This year, Reynolds and his team committed to diversifying the LOVELOUD lineup to include a wide variety of LGBTQ artists, performers and speakers — headliners include Kesha, DIY pop band AJR, rising pop star Daya, rock band Pvris and Against Me! frontwoman Laura Jane Grace, with additional speeches and performances by Parkland activist Emma González, Lena Waithe, Tyler Glenn, VINCINT and others. Reynolds credits the push to showcase successful, thriving LGBTQ people onstage to the work of Tegan Quin of Tegan and Sara, who will also be performing during the festival. The indie pop star was inspired to join the LOVELOUD board after giving a speech at last year's event.

"There's just nothing like this and there never has been," she said of the festival and its mission. "Not everybody is necessarily in the same place of understanding, but everybody's there trying to talk and listen and share in this experience. I just kept being like, 'what is happening? Have I died?'"

While progress remains slow-moving, Reynolds believes inroads are being made in Utah's pervasively conservative culture, famously dominated by the Church of Jesus Christ of Latter-day Saints. Last April, the Church unexpectedly rescinded its controversial anti-LGBTQ edict known colloquially throughout Mormonism as the "November Policy," a move Reynolds viewed as unprecedented, even if it came without any kind of apology or acknowledgement from Church leadership about the harm it had caused over the last three years. (Leaked from a private handbook in November 2015, the policy had labeled same-gender couples as apostates and denied children of LGBTQ parents the rites of blessing and baptism until they turned 18 and publicly disavowed their parents' marriage.)

"I hadn't seen them reverse a policy that quickly before, so I thought that was cool," Reynolds said of the decision. "Obviously it doesn't fix all the heartache and the hurt and it's a very small step, and it's not where we want to be, but it's a step. There's a long way to go until our LGBTQ youth are celebrated and given the same love and attention and care and taught the truth, which is that they are wonderful and perfect the way they are."

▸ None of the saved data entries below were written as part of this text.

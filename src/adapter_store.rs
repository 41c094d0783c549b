//! Space adapter persistence.
//!
//! The artifact is written to a sibling temporary file and renamed into
//! place, so a reader never observes a half-written adapter.

use std::path::Path;

use tracing::info;

use vector_bridge_core::adapter::SpaceAdapter;
use vector_bridge_core::error::{BridgeError, Result};

/// Read and decode an adapter artifact.
///
/// A missing file or an invalid artifact is a [`BridgeError::Configuration`]
/// error naming the path.
pub async fn load_adapter(path: &Path) -> Result<SpaceAdapter> {
    let bytes = match tokio::fs::read(path).await {
        Ok(bytes) => bytes,
        Err(e) if e.kind() == std::io::ErrorKind::NotFound => {
            return Err(BridgeError::Configuration(format!(
                "space adapter not found at {}; train one with `vbr adapter train`",
                path.display()
            )))
        }
        Err(e) => return Err(e.into()),
    };
    let adapter = SpaceAdapter::from_bytes(&bytes).map_err(|e| match e {
        BridgeError::Configuration(msg) => {
            BridgeError::Configuration(format!("invalid space adapter {}: {msg}", path.display()))
        }
        other => other,
    })?;
    info!(
        path = %path.display(),
        small_dim = adapter.small_dim(),
        target_dim = adapter.target_dim(),
        "space adapter loaded"
    );
    Ok(adapter)
}

/// Encode and write an adapter artifact, creating parent directories.
pub async fn save_adapter(path: &Path, adapter: &SpaceAdapter) -> Result<()> {
    if let Some(parent) = path.parent().filter(|p| !p.as_os_str().is_empty()) {
        tokio::fs::create_dir_all(parent).await?;
    }
    let mut tmp = path.as_os_str().to_owned();
    tmp.push(".tmp");
    tokio::fs::write(&tmp, adapter.to_bytes()).await?;
    tokio::fs::rename(&tmp, path).await?;
    info!(path = %path.display(), "space adapter saved");
    Ok(())
}
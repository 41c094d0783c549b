//! Query/passage prefixing for prefix-sensitive model families.
//!
//! Some embedding families (E5 and its multilingual variants) were trained
//! with literal `"query: "` / `"passage: "` prefixes and produce
//! incomparable vectors without them. Whether to prefix is a property of
//! the model, so it travels as a [`PrefixPolicy`] rather than living inside
//! any one provider.

pub const QUERY_PREFIX: &str = "query: ";
pub const PASSAGE_PREFIX: &str = "passage: ";

#[derive(Debug, Clone, Copy, PartialEq, Eq, Default)]
pub struct PrefixPolicy {
    pub prefix_sensitive: bool,
}

impl PrefixPolicy {
    pub fn new(prefix_sensitive: bool) -> Self {
        Self { prefix_sensitive }
    }

    /// Derive the policy from a model identifier (`intfloat/multilingual-e5-large` → sensitive).
    pub fn for_model(model: &str) -> Self {
        Self::new(is_prefix_sensitive(model))
    }

    pub fn query(&self, text: &str) -> String {
        if self.prefix_sensitive {
            format!("{QUERY_PREFIX}{text}")
        } else {
            text.to_string()
        }
    }

    pub fn passage(&self, text: &str) -> String {
        if self.prefix_sensitive {
            format!("{PASSAGE_PREFIX}{text}")
        } else {
            text.to_string()
        }
    }

    pub fn passages(&self, texts: &[String]) -> Vec<String> {
        texts.iter().map(|t| self.passage(t)).collect()
    }
}

/// E5-family models are the prefix-sensitive ones.
pub fn is_prefix_sensitive(model: &str) -> bool {
    model.to_ascii_lowercase().contains("e5")
}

Even with the policy reversal, the Church remains an often-hostile place for LGBTQ teenagers and young adults. While no longer considered grounds for apostasy, acting on homosexual feelings is still considered a serious sin worthy of excommunication. Brigham Young University, the Church-owned private university in Provo, regularly earns the distinction as one of the least-LGBTQ friendly campuses in the nation, where "homosexual behavior" is an offense punishable by expulsion according to the university's dogmatic Honor Code, and BYU administrators have repeatedly refused to sanction an LGBTQ student group as an official campus organization. (An unofficial group launched in 2010, Understanding Sexuality, Gender and Allyship, is banned from meeting on campus.)

Just weeks after the policy reversal, the Church released a statement publicly opposing the Equality Act and earlier this month, one of the Church's leaders — whom members believe speak directly for God — described "the increasing frequency and power of the culture and phenomenon of lesbian, gay and transgender lifestyles and values" as evidence of "the culture of evil and personal wickedness in the world" during a sermon broadcast to Mormon college students worldwide.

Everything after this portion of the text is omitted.